Okay, I have a "biggie" for you.

I am trying (and failing) to raise a complex number to a complex power.

Actually, the different cases involving complex powers with and without
base-e have been scattered across your archives, so I was thinking I'd
make it easier for the next person to find an answer all in one place.
(Also, I'm not really sure I'm doing half of them right.) Would you mind
explaining all four cases?

I know Euler's Identity, (e^(xi) = cos(x) + isin(x)), and the natural
logarithm identity a = e^(ln(a)). But I have been looking for MANY hours
on how to do this (mainly the last one), and I cannot find a decent
explanation of how to do it by hand (well, not COMPLETELY by hand...).

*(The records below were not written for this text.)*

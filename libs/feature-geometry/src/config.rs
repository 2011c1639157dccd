//! Engine configuration building on the shared `config` crate.
//!
//! Literal tolerances live in `config::constants`; this struct carries the
//! tunables a caller may want to change per run.

use config::constants::{
    CSG_MAX_POLYGONS, CSG_TIME_BUDGET_MS, CUT_CLEARANCE, DEFAULT_CURVE_SUBDIVISIONS,
};
use std::time::Duration;
use thiserror::Error;

/// Runtime configuration for the feature engine.
///
/// # Examples
/// ```
/// use feature_geometry::EngineConfig;
/// let cfg = EngineConfig::default();
/// assert!(cfg.parallel);
/// assert_eq!(cfg.circle_segments, 0);
/// ```
#[derive(Debug, Clone, PartialEq)]
pub struct EngineConfig {
    /// Fixed facet count for circles; 0 derives it from the radius.
    pub circle_segments: u32,
    /// Subdivisions per arc, bezier or spline span.
    pub curve_subdivisions: u32,
    /// Overshoot of cutting solids beyond each plate surface.
    pub cut_clearance: f64,
    /// Build batchable features on the rayon pool.
    pub parallel: bool,
    /// Polygon budget for a single boolean call.
    pub csg_max_polygons: usize,
    /// Wall-clock budget for a single boolean call.
    pub csg_time_budget: Duration,
}

impl EngineConfig {
    /// Creates a configuration with validated tessellation settings.
    ///
    /// # Examples
    /// ```
    /// use feature_geometry::EngineConfig;
    /// let cfg = EngineConfig::new(24, 0.25).unwrap();
    /// assert_eq!(cfg.curve_subdivisions, 24);
    /// assert!(EngineConfig::new(0, 0.25).is_err());
    /// ```
    pub fn new(curve_subdivisions: u32, cut_clearance: f64) -> Result<Self, EngineConfigError> {
        if curve_subdivisions == 0 {
            return Err(EngineConfigError::InvalidSubdivisions(curve_subdivisions));
        }
        if !cut_clearance.is_finite() || cut_clearance < 0.0 {
            return Err(EngineConfigError::InvalidClearance(cut_clearance));
        }
        Ok(Self {
            curve_subdivisions,
            cut_clearance,
            ..Self::default()
        })
    }

    /// Returns a copy with parallel construction switched on or off.
    pub fn with_parallel(mut self, parallel: bool) -> Self {
        self.parallel = parallel;
        self
    }

    /// Returns a copy with a fixed circle facet count.
    pub fn with_circle_segments(mut self, segments: u32) -> Self {
        self.circle_segments = segments;
        self
    }

    /// Returns a copy with different CSG budgets.
    pub fn with_csg_budget(mut self, max_polygons: usize, time_budget: Duration) -> Self {
        self.csg_max_polygons = max_polygons;
        self.csg_time_budget = time_budget;
        self
    }
}

impl Default for EngineConfig {
    fn default() -> Self {
        Self {
            circle_segments: 0,
            curve_subdivisions: DEFAULT_CURVE_SUBDIVISIONS,
            cut_clearance: CUT_CLEARANCE,
            parallel: true,
            csg_max_polygons: CSG_MAX_POLYGONS,
            csg_time_budget: Duration::from_millis(CSG_TIME_BUDGET_MS),
        }
    }
}

/// Error returned when invalid configuration values are provided.
#[derive(Debug, Clone, PartialEq, Error)]
pub enum EngineConfigError {
    /// Curves need at least one subdivision.
    #[error("curve_subdivisions must be >= 1: {0}")]
    InvalidSubdivisions(u32),
    /// Clearance must be a finite, non-negative distance.
    #[error("cut_clearance must be finite and non-negative: {0}")]
    InvalidClearance(f64),
}
//! # Primitives
//!
//! Mesh generation for the solid tools used by cut handlers.

pub mod cube;
pub mod cylinder;

pub use cube::{create_box_between, create_cube};
pub use cylinder::create_cylinder;
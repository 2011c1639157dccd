//! # Polygon for BSP Operations
//!
//! Convex polygon with plane and splitting support.

use super::plane::{Classification, Plane};
use glam::DVec3;

/// Output buckets for [`Polygon::split`].
#[derive(Debug, Default)]
pub struct SplitBuffers {
    /// Coplanar polygons facing the same way as the splitting plane.
    pub coplanar_front: Vec<Polygon>,
    /// Coplanar polygons facing the opposite way.
    pub coplanar_back: Vec<Polygon>,
    /// Polygons (or fragments) in front of the plane.
    pub front: Vec<Polygon>,
    /// Polygons (or fragments) behind the plane.
    pub back: Vec<Polygon>,
}

/// A convex polygon with associated plane.
#[derive(Debug, Clone)]
pub struct Polygon {
    /// Vertices in counter-clockwise order seen from the front.
    vertices: Vec<DVec3>,
    /// Plane containing this polygon.
    plane: Plane,
    /// Index of the mesh triangle this polygon was cut from
    source: Option<usize>,
}

impl Polygon {
    /// Create polygon from vertices.
    ///
    /// Returns None if vertices don't span a plane.
    pub fn from_vertices(vertices: Vec<DVec3>) -> Option<Self> {
        if vertices.len() < 3 {
            return None;
        }

        let plane = Plane::from_points(vertices[0], vertices[1], vertices[2])?;
        Some(Self {
            vertices,
            plane,
            source: None,
        })
    }

    /// Tags the polygon with the mesh triangle it came from.
    pub fn with_source(mut self, source: usize) -> Self {
        self.source = Some(source);
        self
    }

    /// Fragment of `self` with the same plane and source.
    fn fragment(&self, vertices: Vec<DVec3>) -> Self {
        Self {
            vertices,
            plane: self.plane,
            source: self.source,
        }
    }

    /// Polygon vertices.
    pub fn vertices(&self) -> &[DVec3] {
        &self.vertices
    }

    /// Polygon plane.
    pub fn plane(&self) -> &Plane {
        &self.plane
    }

    /// Source triangle index, if any.
    pub fn source(&self) -> Option<usize> {
        self.source
    }

    /// Area of the polygon.
    pub fn area(&self) -> f64 {
        let Some(&first) = self.vertices.first() else {
            return 0.0;
        };
        self.vertices
            .windows(2)
            .map(|w| (w[0] - first).cross(w[1] - first))
            .sum::<DVec3>()
            .length()
            / 2.0
    }

    /// Reverse winding order and plane.
    pub fn flip(&mut self) {
        self.vertices.reverse();
        self.plane.flip();
    }

    /// Classify this polygon relative to a plane.
    pub fn classify(&self, plane: &Plane) -> Classification {
        let mut front = false;
        let mut back = false;

        for v in &self.vertices {
            match plane.classify_point(*v) {
                Classification::Front => front = true,
                Classification::Back => back = true,
                _ => {}
            }
        }

        match (front, back) {
            (true, true) => Classification::Spanning,
            (true, false) => Classification::Front,
            (false, true) => Classification::Back,
            (false, false) => Classification::Coplanar,
        }
    }

    /// Split this polygon by a plane, pushing the result into `out`.
    pub fn split(self, plane: &Plane, out: &mut SplitBuffers) {
        match self.classify(plane) {
            Classification::Coplanar => {
                if self.plane.normal.dot(plane.normal) > 0.0 {
                    out.coplanar_front.push(self);
                } else {
                    out.coplanar_back.push(self);
                }
            }
            Classification::Front => out.front.push(self),
            Classification::Back => out.back.push(self),
            Classification::Spanning => {
                let mut front_verts = Vec::with_capacity(self.vertices.len() + 1);
                let mut back_verts = Vec::with_capacity(self.vertices.len() + 1);
                let n = self.vertices.len();

                for i in 0..n {
                    let vi = self.vertices[i];
                    let vj = self.vertices[(i + 1) % n];
                    let ti = plane.classify_point(vi);
                    let tj = plane.classify_point(vj);

                    if ti != Classification::Back {
                        front_verts.push(vi);
                    }
                    if ti != Classification::Front {
                        back_verts.push(vi);
                    }

                    let crosses = matches!(
                        (ti, tj),
                        (Classification::Front, Classification::Back)
                            | (Classification::Back, Classification::Front)
                    );
                    if crosses {
                        let di = plane.signed_distance(vi);
                        let dj = plane.signed_distance(vj);
                        let intersection = vi.lerp(vj, di / (di - dj));
                        front_verts.push(intersection);
                        back_verts.push(intersection);
                    }
                }

                if front_verts.len() >= 3 {
                    out.front.push(self.fragment(front_verts));
                }
                if back_verts.len() >= 3 {
                    out.back.push(self.fragment(back_verts));
                }
            }
        }
    }
}

#[cfg(test)]
mod tests {
    use super::*;

    fn triangle_at(z: f64) -> Polygon {
        Polygon::from_vertices(vec![
            DVec3::new(0.0, 0.0, z),
            DVec3::new(1.0, 0.0, z),
            DVec3::new(0.5, 1.0, z),
        ])
        .unwrap()
    }

    #[test]
    fn test_polygon_flip() {
        let mut poly = triangle_at(0.0);
        let first = poly.vertices()[0];
        poly.flip();
        assert_eq!(poly.vertices()[2], first);
        assert!(poly.plane().normal.z < 0.0);
    }

    #[test]
    fn test_polygon_classify() {
        let plane = Plane { normal: DVec3::Z, w: 0.0 };
        assert_eq!(triangle_at(1.0).classify(&plane), Classification::Front);
        assert_eq!(triangle_at(-1.0).classify(&plane), Classification::Back);
        assert_eq!(triangle_at(0.0).classify(&plane), Classification::Coplanar);
    }

    #[test]
    fn test_polygon_split_spanning() {
        let poly = Polygon::from_vertices(vec![
            DVec3::new(0.0, 0.0, -1.0),
            DVec3::new(1.0, 0.0, -1.0),
            DVec3::new(0.5, 0.0, 1.0),
        ])
        .unwrap();
        let plane = Plane { normal: DVec3::Z, w: 0.0 };

        let mut out = SplitBuffers::default();
        poly.split(&plane, &mut out);

        assert_eq!(out.front.len(), 1);
        assert_eq!(out.back.len(), 1);
        assert_eq!(out.front[0].vertices().len(), 3);
        assert_eq!(out.back[0].vertices().len(), 4);
    }

    #[test]
    fn test_fragments_keep_source_and_area() {
        let square = Polygon::from_vertices(vec![
            DVec3::new(0.0, 0.0, 0.0),
            DVec3::new(4.0, 0.0, 0.0),
            DVec3::new(4.0, 4.0, 0.0),
            DVec3::new(0.0, 4.0, 0.0),
        ])
        .unwrap()
        .with_source(7);
        assert_eq!(square.area(), 16.0);

        let mut out = SplitBuffers::default();
        square.split(&Plane { normal: DVec3::X, w: 1.0 }, &mut out);
        assert_eq!(out.front[0].source(), Some(7));
        assert_eq!(out.back[0].source(), Some(7));
        assert_eq!(out.front[0].area() + out.back[0].area(), 16.0);
    }

    #[test]
    fn test_polygon_split_coplanar_orientation() {
        let plane = Plane { normal: DVec3::Z, w: 0.0 };
        let mut flipped = triangle_at(0.0);
        flipped.flip();

        let mut out = SplitBuffers::default();
        triangle_at(0.0).split(&plane, &mut out);
        flipped.split(&plane, &mut out);

        assert_eq!(out.coplanar_front.len(), 1);
        assert_eq!(out.coplanar_back.len(), 1);
    }
}
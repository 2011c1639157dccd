//! # Extrusion Tests

use super::*;
use approx::assert_relative_eq;
use glam::DVec2;

#[test]
fn test_polygon2d_rectangle() {
    let rect = Polygon2D::rectangle(DVec2::ZERO, DVec2::new(10.0, 20.0));
    assert_eq!(rect.vertex_count(), 4);
    assert_eq!(rect.outer[2], DVec2::new(10.0, 20.0));
    assert_relative_eq!(rect.signed_area(), 200.0);
}

#[test]
fn test_polygon2d_circle() {
    let circle = Polygon2D::circle(DVec2::ZERO, 5.0, 32);
    assert_eq!(circle.vertex_count(), 32);
    assert_relative_eq!(circle.outer[0].x, 5.0, epsilon = 1e-12);
    assert!(circle.signed_area() > 0.0);
}

#[test]
fn test_linear_extrude_volume() {
    let rect = Polygon2D::rectangle(DVec2::ZERO, DVec2::new(4.0, 3.0));
    let params = LinearExtrudeParams {
        height: 2.0,
        ..Default::default()
    };
    let mesh = linear_extrude(&rect, &params).unwrap();

    assert_eq!(mesh.vertex_count(), 8);
    assert_eq!(mesh.triangle_count(), 12);
    assert_relative_eq!(mesh.signed_volume(), 24.0, epsilon = 1e-9);
    assert!(mesh.validate());
}

#[test]
fn test_linear_extrude_clockwise_outline_is_reoriented() {
    let mut rect = Polygon2D::rectangle(DVec2::ZERO, DVec2::new(4.0, 3.0));
    rect.outer.reverse();
    let mesh = linear_extrude(&rect, &LinearExtrudeParams::default()).unwrap();
    assert_relative_eq!(mesh.signed_volume(), 12.0, epsilon = 1e-9);
}

#[test]
fn test_linear_extrude_centered() {
    let rect = Polygon2D::rectangle(DVec2::ZERO, DVec2::ONE);
    let params = LinearExtrudeParams {
        height: 10.0,
        center: true,
        ..Default::default()
    };
    let (min, max) = linear_extrude(&rect, &params).unwrap().bounding_box();
    assert_relative_eq!(min.z, -5.0);
    assert_relative_eq!(max.z, 5.0);
}

#[test]
fn test_linear_extrude_concave_outline() {
    let l_shape = Polygon2D::new(vec![
        DVec2::new(0.0, 0.0),
        DVec2::new(2.0, 0.0),
        DVec2::new(2.0, 1.0),
        DVec2::new(1.0, 1.0),
        DVec2::new(1.0, 2.0),
        DVec2::new(0.0, 2.0),
        DVec2::new(0.0, 0.0),
    ]);
    let mesh = linear_extrude(&l_shape, &LinearExtrudeParams::default()).unwrap();
    assert_eq!(mesh.vertex_count(), 12);
    assert_relative_eq!(mesh.signed_volume(), 3.0, epsilon = 1e-9);
}

#[test]
fn test_linear_extrude_shear_preserves_volume() {
    let rect = Polygon2D::rectangle(DVec2::ZERO, DVec2::new(2.0, 2.0));
    let params = LinearExtrudeParams {
        height: 3.0,
        center: false,
        shear: DVec2::new(1.5, 0.0),
    };
    let mesh = linear_extrude(&rect, &params).unwrap();
    assert_relative_eq!(mesh.signed_volume(), 12.0, epsilon = 1e-9);
    assert_relative_eq!(mesh.bounding_box().1.x, 3.5);
}

#[test]
fn test_linear_extrude_invalid_height() {
    let rect = Polygon2D::rectangle(DVec2::ZERO, DVec2::ONE);
    let params = LinearExtrudeParams {
        height: 0.0,
        ..Default::default()
    };
    assert!(linear_extrude(&rect, &params).is_err());
}

#[test]
fn test_linear_extrude_collinear_outline() {
    let line = Polygon2D::new(vec![DVec2::ZERO, DVec2::X, DVec2::new(2.0, 0.0)]);
    assert!(linear_extrude(&line, &LinearExtrudeParams::default()).is_err());
}
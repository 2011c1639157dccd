//! # Config Crate
//!
//! Centralized configuration constants for the steel feature-geometry
//! pipeline. Every tolerance, threshold and tessellation default used by the
//! contour kernel, the cut handlers and the CSG layer is defined here so the
//! crates stay consistent with each other.
//!
//! ## Usage
//!
//! ```rust
//! use config::constants::{CONTOUR_EPSILON, DEFAULT_SEGMENTS};
//!
//! // Two contour points closer than CONTOUR_EPSILON are the same point
//! let gap: f64 = 0.05;
//! assert!(gap <= CONTOUR_EPSILON);
//!
//! // Circles default to DEFAULT_SEGMENTS facets
//! assert!(DEFAULT_SEGMENTS >= 12);
//! ```
//!
//! ## Design Principles
//!
//! - **Single Source of Truth**: All constants defined once, used everywhere
//! - **Length units agnostic**: Values assume millimetres but nothing depends on it
//! - **Well-Documented**: Every constant has clear documentation

pub mod constants;

#[cfg(test)]
mod tests;
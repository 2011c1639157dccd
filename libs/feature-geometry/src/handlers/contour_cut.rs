//! Generic straight-edged contours, extruded as given.

use super::{base, CutHandler, SupportedCategories};
use crate::construction::GeometryService;
use crate::error::HandlerError;
use crate::model::{FeatureCategory, NormalizedFeature, ProfileElement};
use profile_mesh::Mesh;

/// Priority 50: any contour with at least 3 usable points.
#[derive(Debug, Default)]
pub struct ContourCutHandler;

impl CutHandler for ContourCutHandler {
    fn name(&self) -> &'static str {
        "contour-cut"
    }

    fn priority(&self) -> i32 {
        50
    }

    fn supported_categories(&self) -> SupportedCategories {
        SupportedCategories::Only(vec![
            FeatureCategory::Cut,
            FeatureCategory::Contour,
            FeatureCategory::Bevel,
            FeatureCategory::Notch,
        ])
    }

    fn can_handle(
        &self,
        _category: &FeatureCategory,
        feature: &NormalizedFeature,
        _element: &ProfileElement,
    ) -> bool {
        base::normalized_contour(feature).is_some_and(|p| p.len() >= 3)
    }

    fn create_cut_geometry(
        &self,
        feature: &NormalizedFeature,
        element: &ProfileElement,
        service: &GeometryService,
    ) -> Result<Mesh, HandlerError> {
        let points = base::require_contour(feature, service)?;
        base::shape_from_points(&points, feature, element, service)
    }

    fn detected_subtype(&self, _feature: &NormalizedFeature, _element: &ProfileElement) -> String {
        "contour".into()
    }
}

But mostly, I'm having trouble solving x^y when BOTH x and y are complex
numbers.

Okay, here are my four example cases.

I DO think that I got this one right:

e^(3i)
= cos(3) + isin(3)
= .989992 + .141120i

I think that I got this one right, too:

e^(2 + 3i)
= e^2*e^(3i)
= e^2*cos(3) + isin(3)
= -7.315110 + .141120i

I'm not sure if I got this one right:

6^(2 + 3i)
= e^(ln(6^(2 + 3i)))
= e^((2 + 3i)ln(6))
= e^(2ln(6))*e^(3i)
= 36*cos(3) + isin(3)
= -35.639729 + .141120i

Here's the one that I really can't seem to figure out:

(2 + 3i)^(3 + 2i)
= e^(ln((2 + 3i)^(3 + 2i)))
= e^((3 + 2i)ln(2 + 3i))
= e^((3 + 2i)^(ln(2 + 3i))) ...

And that's where I can't continue.

I know you can't split it into its respective parts, because you're
raising the WHOLE base (in this case, 3 + 2i) to the power (in this one,
ln(2 + 3i)).

The most difficult part about these, I think, is the fact that you're
breaking apart everything you've learned. I guess we have Euler to thank
for making it even possible; but multiplying a number by itself a non-real
number of times already strains the intuition.

Can you help me out here? For the life of me, I cannot understand this
one. I'd appreciate it forever.

I'm one of those people who can't sleep until they figure out the problem
that they've started.

Any help at all is appreciated! Thank you!!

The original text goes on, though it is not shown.